> Exercise brief:
The response should hold each line from the entries below where "PONG" is found.

==== Stored data ====

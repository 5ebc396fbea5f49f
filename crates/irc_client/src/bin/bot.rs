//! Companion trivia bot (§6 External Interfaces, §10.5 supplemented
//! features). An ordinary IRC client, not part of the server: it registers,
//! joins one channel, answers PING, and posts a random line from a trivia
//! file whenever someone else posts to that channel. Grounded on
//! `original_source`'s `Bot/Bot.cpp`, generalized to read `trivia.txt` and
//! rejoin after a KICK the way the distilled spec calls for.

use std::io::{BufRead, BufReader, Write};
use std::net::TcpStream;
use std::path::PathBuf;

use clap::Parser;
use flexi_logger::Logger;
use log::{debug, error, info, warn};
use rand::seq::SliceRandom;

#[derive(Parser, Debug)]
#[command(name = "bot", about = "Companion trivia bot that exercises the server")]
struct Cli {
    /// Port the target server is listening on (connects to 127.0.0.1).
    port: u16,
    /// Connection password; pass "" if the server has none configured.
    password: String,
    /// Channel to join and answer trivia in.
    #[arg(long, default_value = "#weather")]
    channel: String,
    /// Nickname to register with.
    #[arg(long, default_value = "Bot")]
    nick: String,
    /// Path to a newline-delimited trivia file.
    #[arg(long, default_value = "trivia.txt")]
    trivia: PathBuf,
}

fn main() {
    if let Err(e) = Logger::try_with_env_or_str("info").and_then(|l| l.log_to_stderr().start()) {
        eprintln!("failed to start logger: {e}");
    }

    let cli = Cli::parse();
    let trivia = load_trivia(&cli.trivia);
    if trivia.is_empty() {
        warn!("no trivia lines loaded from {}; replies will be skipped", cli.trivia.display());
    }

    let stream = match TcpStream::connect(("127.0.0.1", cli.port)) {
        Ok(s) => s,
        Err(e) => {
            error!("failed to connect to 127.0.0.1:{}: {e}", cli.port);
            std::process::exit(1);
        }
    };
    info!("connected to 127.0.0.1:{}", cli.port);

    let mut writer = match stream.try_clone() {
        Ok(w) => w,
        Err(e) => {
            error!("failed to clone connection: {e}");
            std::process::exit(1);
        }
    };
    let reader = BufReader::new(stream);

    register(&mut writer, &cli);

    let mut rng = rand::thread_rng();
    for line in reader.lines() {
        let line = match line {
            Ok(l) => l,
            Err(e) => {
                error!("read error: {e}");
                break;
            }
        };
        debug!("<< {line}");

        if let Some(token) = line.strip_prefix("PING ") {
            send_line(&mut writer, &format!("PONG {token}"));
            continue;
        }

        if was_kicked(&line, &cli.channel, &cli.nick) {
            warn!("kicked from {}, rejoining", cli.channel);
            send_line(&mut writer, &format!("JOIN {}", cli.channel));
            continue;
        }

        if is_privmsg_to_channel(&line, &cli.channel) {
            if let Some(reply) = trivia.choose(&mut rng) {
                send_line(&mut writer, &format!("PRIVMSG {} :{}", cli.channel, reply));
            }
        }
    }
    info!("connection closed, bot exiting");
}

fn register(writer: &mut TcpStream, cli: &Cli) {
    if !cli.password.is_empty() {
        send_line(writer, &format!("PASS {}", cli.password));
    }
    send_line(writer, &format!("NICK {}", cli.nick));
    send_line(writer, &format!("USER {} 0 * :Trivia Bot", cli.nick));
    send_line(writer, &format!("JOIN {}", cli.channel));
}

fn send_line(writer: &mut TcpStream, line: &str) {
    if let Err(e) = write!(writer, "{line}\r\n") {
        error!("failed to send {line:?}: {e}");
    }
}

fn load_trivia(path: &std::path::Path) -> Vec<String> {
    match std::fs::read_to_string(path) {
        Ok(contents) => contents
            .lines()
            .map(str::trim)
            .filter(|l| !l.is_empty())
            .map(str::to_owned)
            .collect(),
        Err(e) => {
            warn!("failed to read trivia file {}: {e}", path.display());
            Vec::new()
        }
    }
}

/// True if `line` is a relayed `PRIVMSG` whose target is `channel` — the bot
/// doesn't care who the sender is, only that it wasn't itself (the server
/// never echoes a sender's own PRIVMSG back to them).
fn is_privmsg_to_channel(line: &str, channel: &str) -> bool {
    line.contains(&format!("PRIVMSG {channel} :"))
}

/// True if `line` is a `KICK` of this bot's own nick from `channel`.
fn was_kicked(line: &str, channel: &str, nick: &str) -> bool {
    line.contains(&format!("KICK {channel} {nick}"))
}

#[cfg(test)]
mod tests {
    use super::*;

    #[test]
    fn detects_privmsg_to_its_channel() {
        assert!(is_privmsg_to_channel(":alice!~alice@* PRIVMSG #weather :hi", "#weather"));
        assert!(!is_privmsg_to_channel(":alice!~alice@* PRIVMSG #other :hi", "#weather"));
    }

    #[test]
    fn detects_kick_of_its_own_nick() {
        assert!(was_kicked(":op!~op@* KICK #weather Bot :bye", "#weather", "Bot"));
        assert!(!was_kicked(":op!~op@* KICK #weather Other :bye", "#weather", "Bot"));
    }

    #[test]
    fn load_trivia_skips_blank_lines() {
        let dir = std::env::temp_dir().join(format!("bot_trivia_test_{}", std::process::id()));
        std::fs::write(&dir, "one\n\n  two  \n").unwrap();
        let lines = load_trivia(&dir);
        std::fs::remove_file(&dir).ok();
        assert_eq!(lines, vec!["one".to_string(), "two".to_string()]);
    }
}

====
==== Stored data ====

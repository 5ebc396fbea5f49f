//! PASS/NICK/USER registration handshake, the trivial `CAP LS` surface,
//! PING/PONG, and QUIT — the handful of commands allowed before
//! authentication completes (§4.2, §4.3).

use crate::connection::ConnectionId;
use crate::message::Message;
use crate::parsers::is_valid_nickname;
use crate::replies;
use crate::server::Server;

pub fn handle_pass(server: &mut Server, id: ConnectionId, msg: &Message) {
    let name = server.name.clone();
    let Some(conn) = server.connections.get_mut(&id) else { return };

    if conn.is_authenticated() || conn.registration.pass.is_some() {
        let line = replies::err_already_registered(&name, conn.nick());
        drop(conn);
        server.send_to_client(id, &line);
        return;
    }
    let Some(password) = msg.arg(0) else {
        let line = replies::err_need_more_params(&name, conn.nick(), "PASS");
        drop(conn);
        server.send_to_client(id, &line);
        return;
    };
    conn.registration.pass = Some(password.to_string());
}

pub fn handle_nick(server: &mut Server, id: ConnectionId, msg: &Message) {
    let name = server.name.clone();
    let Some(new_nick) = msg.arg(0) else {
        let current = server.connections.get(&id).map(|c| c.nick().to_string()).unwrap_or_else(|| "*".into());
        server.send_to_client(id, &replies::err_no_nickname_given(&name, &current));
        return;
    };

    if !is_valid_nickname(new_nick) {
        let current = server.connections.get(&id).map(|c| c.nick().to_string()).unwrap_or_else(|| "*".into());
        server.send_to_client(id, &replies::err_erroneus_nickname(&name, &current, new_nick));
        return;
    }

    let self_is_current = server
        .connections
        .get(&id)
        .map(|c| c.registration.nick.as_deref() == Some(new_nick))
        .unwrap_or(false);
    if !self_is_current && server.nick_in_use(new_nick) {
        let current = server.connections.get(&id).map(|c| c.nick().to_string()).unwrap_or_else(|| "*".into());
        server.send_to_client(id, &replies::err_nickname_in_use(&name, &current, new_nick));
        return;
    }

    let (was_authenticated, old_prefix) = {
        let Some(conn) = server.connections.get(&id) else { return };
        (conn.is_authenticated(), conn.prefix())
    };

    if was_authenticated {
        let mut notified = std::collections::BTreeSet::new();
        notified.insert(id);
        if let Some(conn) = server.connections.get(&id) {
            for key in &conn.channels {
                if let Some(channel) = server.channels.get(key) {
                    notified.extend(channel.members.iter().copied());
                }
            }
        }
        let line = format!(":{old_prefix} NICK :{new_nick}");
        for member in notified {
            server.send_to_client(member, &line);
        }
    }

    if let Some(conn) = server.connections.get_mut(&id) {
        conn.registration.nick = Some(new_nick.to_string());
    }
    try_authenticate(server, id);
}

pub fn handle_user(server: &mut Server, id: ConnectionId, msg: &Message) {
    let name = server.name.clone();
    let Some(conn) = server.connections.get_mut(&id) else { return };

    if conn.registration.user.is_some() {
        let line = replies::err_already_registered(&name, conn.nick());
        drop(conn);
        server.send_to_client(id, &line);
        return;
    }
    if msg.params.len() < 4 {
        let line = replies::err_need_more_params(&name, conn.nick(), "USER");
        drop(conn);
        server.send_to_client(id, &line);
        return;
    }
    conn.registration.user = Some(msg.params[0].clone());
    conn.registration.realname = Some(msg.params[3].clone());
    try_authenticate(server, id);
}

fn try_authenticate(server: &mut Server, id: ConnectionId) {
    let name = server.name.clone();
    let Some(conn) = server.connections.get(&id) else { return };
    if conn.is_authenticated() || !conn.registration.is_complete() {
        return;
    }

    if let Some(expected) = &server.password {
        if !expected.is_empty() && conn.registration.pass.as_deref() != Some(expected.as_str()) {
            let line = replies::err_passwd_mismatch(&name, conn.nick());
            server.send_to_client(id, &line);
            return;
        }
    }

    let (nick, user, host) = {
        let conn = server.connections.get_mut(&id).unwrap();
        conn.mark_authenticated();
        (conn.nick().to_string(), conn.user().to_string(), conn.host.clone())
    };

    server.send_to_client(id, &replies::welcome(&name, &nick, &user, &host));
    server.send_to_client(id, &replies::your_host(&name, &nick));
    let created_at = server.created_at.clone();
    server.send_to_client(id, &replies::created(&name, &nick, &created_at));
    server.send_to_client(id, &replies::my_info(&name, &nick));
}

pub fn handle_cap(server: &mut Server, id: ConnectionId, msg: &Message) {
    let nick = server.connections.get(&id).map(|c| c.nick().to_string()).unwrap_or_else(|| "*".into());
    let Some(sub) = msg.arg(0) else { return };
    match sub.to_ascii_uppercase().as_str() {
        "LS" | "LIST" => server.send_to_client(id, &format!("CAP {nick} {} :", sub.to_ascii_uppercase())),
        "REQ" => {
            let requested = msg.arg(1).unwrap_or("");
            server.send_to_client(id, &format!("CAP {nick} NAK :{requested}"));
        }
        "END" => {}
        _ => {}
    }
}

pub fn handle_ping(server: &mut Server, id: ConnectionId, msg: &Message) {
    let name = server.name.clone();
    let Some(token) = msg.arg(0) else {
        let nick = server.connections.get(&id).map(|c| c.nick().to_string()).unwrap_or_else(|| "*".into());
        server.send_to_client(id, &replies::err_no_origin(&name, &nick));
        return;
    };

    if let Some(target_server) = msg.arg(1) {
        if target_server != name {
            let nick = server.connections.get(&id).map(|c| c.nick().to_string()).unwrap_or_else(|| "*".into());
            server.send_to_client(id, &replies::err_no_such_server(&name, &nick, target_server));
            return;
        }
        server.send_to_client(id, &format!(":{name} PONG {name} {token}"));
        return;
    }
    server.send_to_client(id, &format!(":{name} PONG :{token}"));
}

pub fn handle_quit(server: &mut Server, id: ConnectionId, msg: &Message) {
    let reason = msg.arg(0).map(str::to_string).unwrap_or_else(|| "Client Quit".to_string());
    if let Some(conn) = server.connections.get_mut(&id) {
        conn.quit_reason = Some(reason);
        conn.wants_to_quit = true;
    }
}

====
==== Stored data ====

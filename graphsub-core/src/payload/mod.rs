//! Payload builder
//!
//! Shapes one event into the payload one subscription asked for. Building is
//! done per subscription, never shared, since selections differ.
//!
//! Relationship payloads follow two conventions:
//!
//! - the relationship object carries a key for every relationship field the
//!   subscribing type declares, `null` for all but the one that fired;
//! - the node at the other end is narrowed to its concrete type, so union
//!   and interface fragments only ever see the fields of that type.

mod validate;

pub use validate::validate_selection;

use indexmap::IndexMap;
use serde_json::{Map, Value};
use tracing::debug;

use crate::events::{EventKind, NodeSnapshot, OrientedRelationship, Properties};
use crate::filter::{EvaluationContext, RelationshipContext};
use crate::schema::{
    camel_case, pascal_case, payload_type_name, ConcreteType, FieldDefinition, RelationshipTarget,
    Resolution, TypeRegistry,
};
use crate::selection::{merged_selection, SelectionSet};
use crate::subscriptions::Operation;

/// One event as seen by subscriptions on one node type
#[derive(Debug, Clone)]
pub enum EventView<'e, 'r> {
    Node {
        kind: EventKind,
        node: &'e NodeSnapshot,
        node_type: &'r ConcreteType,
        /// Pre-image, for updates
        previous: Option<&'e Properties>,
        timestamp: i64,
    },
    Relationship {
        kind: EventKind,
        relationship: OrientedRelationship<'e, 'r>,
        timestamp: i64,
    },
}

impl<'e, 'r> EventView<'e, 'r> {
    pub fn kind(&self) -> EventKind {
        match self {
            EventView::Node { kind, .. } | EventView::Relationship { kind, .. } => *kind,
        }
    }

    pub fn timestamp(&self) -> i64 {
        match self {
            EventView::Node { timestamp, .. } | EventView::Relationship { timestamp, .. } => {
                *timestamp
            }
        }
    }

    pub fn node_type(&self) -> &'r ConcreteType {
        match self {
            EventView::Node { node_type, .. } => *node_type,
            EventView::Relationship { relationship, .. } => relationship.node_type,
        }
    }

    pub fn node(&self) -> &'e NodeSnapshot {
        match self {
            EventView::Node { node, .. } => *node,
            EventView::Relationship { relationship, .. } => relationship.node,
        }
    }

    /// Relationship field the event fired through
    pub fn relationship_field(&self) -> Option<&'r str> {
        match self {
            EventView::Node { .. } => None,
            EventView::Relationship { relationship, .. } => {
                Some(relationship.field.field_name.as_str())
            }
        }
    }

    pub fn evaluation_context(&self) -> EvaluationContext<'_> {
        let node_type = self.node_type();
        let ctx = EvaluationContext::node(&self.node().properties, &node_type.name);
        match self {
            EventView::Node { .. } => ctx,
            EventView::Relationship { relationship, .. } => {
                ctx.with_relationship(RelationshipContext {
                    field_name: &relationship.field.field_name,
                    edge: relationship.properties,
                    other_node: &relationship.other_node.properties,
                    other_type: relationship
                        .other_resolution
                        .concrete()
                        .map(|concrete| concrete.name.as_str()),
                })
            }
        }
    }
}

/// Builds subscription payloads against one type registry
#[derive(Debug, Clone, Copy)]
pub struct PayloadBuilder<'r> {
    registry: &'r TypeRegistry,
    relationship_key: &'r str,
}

====

> Task answer:
            send_line(&mut writer, &format!("PONG {token}"));
//! PING/PONG, and QUIT — the handful of commands allowed before
        server.send_to_client(id, &format!(":{name} PONG {name} {token}"));
    server.send_to_client(id, &format!(":{name} PONG :{token}"));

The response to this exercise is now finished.